Saved data entries
//! Ghost decision making: strategy-driven redirects, chasing and wall avoidance.

use bevy_ecs::entity::Entity;
use bevy_ecs::query::{With, Without};
use bevy_ecs::system::{Query, Res, ResMut};
use glam::IVec2;
use rand::seq::IndexedRandom;
use rand::Rng;
use smallvec::SmallVec;
use tracing::{debug, trace};

use crate::config::GameConfig;
use crate::constants::ghost::{AGGRESSIVE_CHASE_CHANCE, EXPLORATORY_CHASE_CHANCE, INERTIAL_KEEP_CHANCE};
use crate::map::builder::Map;
use crate::map::direction::Direction;
use crate::systems::collision::{would_collide, Rect};
use crate::systems::components::{
    Collider, GameRng, Ghost, GhostBrain, GhostStrategy, PlayerControlled, Position, SimClock, Velocity, Walls,
};
use crate::systems::movement::apply_wrap;

pub type ValidDirections = SmallVec<[Direction; 4]>;

/// Directions a ghost could take for one tick from `position` without hitting a wall
/// or leaving the board horizontally.
pub fn valid_directions(walls: &[Rect], position: IVec2, size: IVec2, speed: i32, board_width: i32) -> ValidDirections {
    Direction::DIRECTIONS
        .iter()
        .copied()
        .filter(|direction| {
            let next = position + direction.as_ivec2() * speed;
            !would_collide(walls, next, size) && next.x >= 0 && next.x + size.x <= board_width
        })
        .collect()
}

/// Picks uniformly among `valid`, or among all four directions if none are valid.
pub fn random_direction(valid: &[Direction], rng: &mut impl Rng) -> Direction {
    let pool = if valid.is_empty() { &Direction::DIRECTIONS[..] } else { valid };
    pool.choose(rng).copied().unwrap_or_default()
}

/// Heads towards the player along the axis with the larger distance.
///
/// Falls back to the other axis when the preferred one is blocked, then to a random
/// valid direction. Ties go to the vertical axis.
pub fn chase_direction(offset: IVec2, valid: &[Direction], rng: &mut impl Rng) -> Direction {
    let horizontal = if offset.x > 0 { Direction::Right } else { Direction::Left };
    let vertical = if offset.y > 0 { Direction::Down } else { Direction::Up };

    let preference = if offset.x.abs() > offset.y.abs() {
        [horizontal, vertical]
    } else {
        [vertical, horizontal]
    };

    preference
        .into_iter()
        .find(|direction| valid.contains(direction))
        .unwrap_or_else(|| random_direction(valid, rng))
}

/// Decides where a ghost goes on a redirect.
///
/// `offset` is the player's position relative to the ghost.
pub fn choose_direction(
    strategy: GhostStrategy,
    current: Direction,
    valid: &[Direction],
    offset: IVec2,
    rng: &mut impl Rng,
) -> Direction {
    if valid.is_empty() {
        return random_direction(valid, rng);
    }

    match strategy {
        GhostStrategy::Aggressive if rng.random_bool(AGGRESSIVE_CHASE_CHANCE) => chase_direction(offset, valid, rng),
        GhostStrategy::Exploratory if rng.random_bool(EXPLORATORY_CHASE_CHANCE) => chase_direction(offset, valid, rng),
        GhostStrategy::InertialRandom if rng.random_bool(INERTIAL_KEEP_CHANCE) && valid.contains(&current) => current,
        _ => random_direction(valid, rng),
    }
}

/// Moves every ghost one tick and applies its redirect rules.
///
/// Ghosts are processed in id order. Each one reads only the player's position (already
/// moved this tick), never another ghost's.
#[allow(clippy::type_complexity)]
pub fn ghost_movement_system(
    map: Res<Map>,
    walls: Res<Walls>,
    config: Res<GameConfig>,
    clock: Res<SimClock>,
    mut rng: ResMut<GameRng>,
    player: Query<&Position, (With<PlayerControlled>, Without<Ghost>)>,
    mut ghosts: Query<(Entity, &Ghost, &mut Position, &Collider, &mut Velocity, &mut GhostBrain), Without<PlayerControlled>>,
) {
    let board_width = map.board_size().x;
    let now = clock.now_ms;
    let player_position = player.single().ok().map(|p| p.0);
    let rng = &mut rng.0;

    let mut order: SmallVec<[(Ghost, Entity); 4]> = ghosts.iter().map(|(entity, ghost, ..)| (*ghost, entity)).collect();
    order.sort_by_key(|(ghost, _)| ghost.id);

    for (ghost, entity) in order {
        let Ok((_, _, mut position, collider, mut velocity, mut brain)) = ghosts.get_mut(entity) else {
            continue;
        };

        let previous = position.0;
        position.0 += velocity.delta();

        if apply_wrap(&mut position.0, collider, board_width) && rng.random_bool(config.wrap_redirect_chance) {
            velocity.direction = random_direction(&[], rng);
            trace!(ghost = ghost.kind.as_ref(), direction = velocity.direction.as_ref(), "Ghost redirected after wrapping");
        }

        // A move into a wall is undone and forces a redirect from where the ghost stood
        if would_collide(&walls.0, position.0, collider.size) {
            position.0 = previous;
            let valid = valid_directions(&walls.0, position.0, collider.size, velocity.speed, board_width);
            let offset = player_position.map_or(IVec2::ZERO, |p| p - position.0);
            velocity.direction = choose_direction(brain.strategy, velocity.direction, &valid, offset, rng);
            brain.rearm(rng, now, config.redirect_interval_ms.clone());
            trace!(
                ghost = ghost.kind.as_ref(),
                direction = velocity.direction.as_ref(),
                "Ghost redirected after hitting a wall"
            );
        }

        if brain.redirect_due(now) {
            let valid = valid_directions(&walls.0, position.0, collider.size, velocity.speed, board_width);
            let offset = player_position.map_or(IVec2::ZERO, |p| p - position.0);
            velocity.direction = choose_direction(brain.strategy, velocity.direction, &valid, offset, rng);
            brain.rearm(rng, now, config.redirect_interval_ms.clone());
            debug!(
                ghost = ghost.kind.as_ref(),
                strategy = brain.strategy.as_ref(),
                direction = velocity.direction.as_ref(),
                next_redirect_ms = brain.next_redirect_ms(),
                "Periodic ghost redirect"
            );
        }
    }
}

■ Work to be completed ■
Repeat what the records above say. Use their exact words.

■ Expected output ■
//! Ghost decision making: strategy-driven redirects, chasing and wall avoidance.

use bevy_ecs::entity::Entity;
use bevy_ecs::query::{With, Without};
use bevy_ecs::system::{Query, Res, ResMut};
use glam::IVec2;
use rand::seq::IndexedRandom;
use rand::Rng;
use smallvec::SmallVec;
use tracing::{debug, trace};

use crate::config::GameConfig;
use crate::constants::ghost::{AGGRESSIVE_CHASE_CHANCE, EXPLORATORY_CHASE_CHANCE, INERTIAL_KEEP_CHANCE};
use crate::map::builder::Map;
use crate::map::direction::Direction;
use crate::systems::collision::{would_collide, Rect};
use crate::systems::components::{
    Collider, GameRng, Ghost, GhostBrain, GhostStrategy, PlayerControlled, Position, SimClock, Velocity, Walls,
};
use crate::systems::movement::apply_wrap;

pub type ValidDirections = SmallVec<[Direction; 4]>;

/// Directions a ghost could take for one tick from `position` without hitting a wall
/// or leaving the board horizontally.
pub fn valid_directions(walls: &[Rect], position: IVec2, size: IVec2, speed: i32, board_width: i32) -> ValidDirections {
    Direction::DIRECTIONS
        .iter()
        .copied()
        .filter(|direction| {
            let next = position + direction.as_ivec2() * speed;
            !would_collide(walls, next, size) && next.x >= 0 && next.x + size.x <= board_width
        })
        .collect()
}

/// Picks uniformly among `valid`, or among all four directions if none are valid.
pub fn random_direction(valid: &[Direction], rng: &mut impl Rng) -> Direction {
    let pool = if valid.is_empty() { &Direction::DIRECTIONS[..] } else { valid };
    pool.choose(rng).copied().unwrap_or_default()
}

/// Heads towards the player along the axis with the larger distance.
///
/// Falls back to the other axis when the preferred one is blocked, then to a random
/// valid direction. Ties go to the vertical axis.
pub fn chase_direction(offset: IVec2, valid: &[Direction], rng: &mut impl Rng) -> Direction {
    let horizontal = if offset.x > 0 { Direction::Right } else { Direction::Left };
    let vertical = if offset.y > 0 { Direction::Down } else { Direction::Up };

    let preference = if offset.x.abs() > offset.y.abs() {
        [horizontal, vertical]
    } else {
        [vertical, horizontal]
    };

    preference
        .into_iter()
        .find(|direction| valid.contains(direction))
        .unwrap_or_else(|| random_direction(valid, rng))
}

/// Decides where a ghost goes on a redirect.
///
/// `offset` is the player's position relative to the ghost.
pub fn choose_direction(
    strategy: GhostStrategy,
    current: Direction,
    valid: &[Direction],
    offset: IVec2,
    rng: &mut impl Rng,
) -> Direction {
    if valid.is_empty() {
        return random_direction(valid, rng);
    }

    match strategy {
        GhostStrategy::Aggressive if rng.random_bool(AGGRESSIVE_CHASE_CHANCE) => chase_direction(offset, valid, rng),
        GhostStrategy::Exploratory if rng.random_bool(EXPLORATORY_CHASE_CHANCE) => chase_direction(offset, valid, rng),
        GhostStrategy::InertialRandom if rng.random_bool(INERTIAL_KEEP_CHANCE) && valid.contains(&current) => current,
        _ => random_direction(valid, rng),
    }
}

/// Moves every ghost one tick and applies its redirect rules.
///
/// Ghosts are processed in id order. Each one reads only the player's position (already
/// moved this tick), never another ghost's.
#[allow(clippy::type_complexity)]
pub fn ghost_movement_system(
    map: Res<Map>,
    walls: Res<Walls>,
    config: Res<GameConfig>,
    clock: Res<SimClock>,
    mut rng: ResMut<GameRng>,
    player: Query<&Position, (With<PlayerControlled>, Without<Ghost>)>,
    mut ghosts: Query<(Entity, &Ghost, &mut Position, &Collider, &mut Velocity, &mut GhostBrain), Without<PlayerControlled>>,
) {
    let board_width = map.board_size().x;
    let now = clock.now_ms;
    let player_position = player.single().ok().map(|p| p.0);
    let rng = &mut rng.0;

    let mut order: SmallVec<[(Ghost, Entity); 4]> = ghosts.iter().map(|(entity, ghost, ..)| (*ghost, entity)).collect();
    order.sort_by_key(|(ghost, _)| ghost.id);

    for (ghost, entity) in order {
        let Ok((_, _, mut position, collider, mut velocity, mut brain)) = ghosts.get_mut(entity) else {
            continue;
        };

        let previous = position.0;
        position.0 += velocity.delta();

        if apply_wrap(&mut position.0, collider, board_width) && rng.random_bool(config.wrap_redirect_chance) {
            velocity.direction = random_direction(&[], rng);
            trace!(ghost = ghost.kind.as_ref(), direction = velocity.direction.as_ref(), "Ghost redirected after wrapping");
        }

        // A move into a wall is undone and forces a redirect from where the ghost stood
        if would_collide(&walls.0, position.0, collider.size) {
            position.0 = previous;
            let valid = valid_directions(&walls.0, position.0, collider.size, velocity.speed, board_width);
            let offset = player_position.map_or(IVec2::ZERO, |p| p - position.0);
            velocity.direction = choose_direction(brain.strategy, velocity.direction, &valid, offset, rng);
            brain.rearm(rng, now, config.redirect_interval_ms.clone());
            trace!(
                ghost = ghost.kind.as_ref(),
                direction = velocity.direction.as_ref(),
                "Ghost redirected after hitting a wall"
            );
        }

        if brain.redirect_due(now) {
            let valid = valid_directions(&walls.0, position.0, collider.size, velocity.speed, board_width);
            let offset = player_position.map_or(IVec2::ZERO, |p| p - position.0);
            velocity.direction = choose_direction(brain.strategy, velocity.direction, &valid, offset, rng);
            brain.rearm(rng, now, config.redirect_interval_ms.clone());
            debug!(
                ghost = ghost.kind.as_ref(),
                strategy = brain.strategy.as_ref(),
                direction = velocity.direction.as_ref(),
                next_redirect_ms = brain.next_redirect_ms(),
                "Periodic ghost redirect"
            );
        }
    }
}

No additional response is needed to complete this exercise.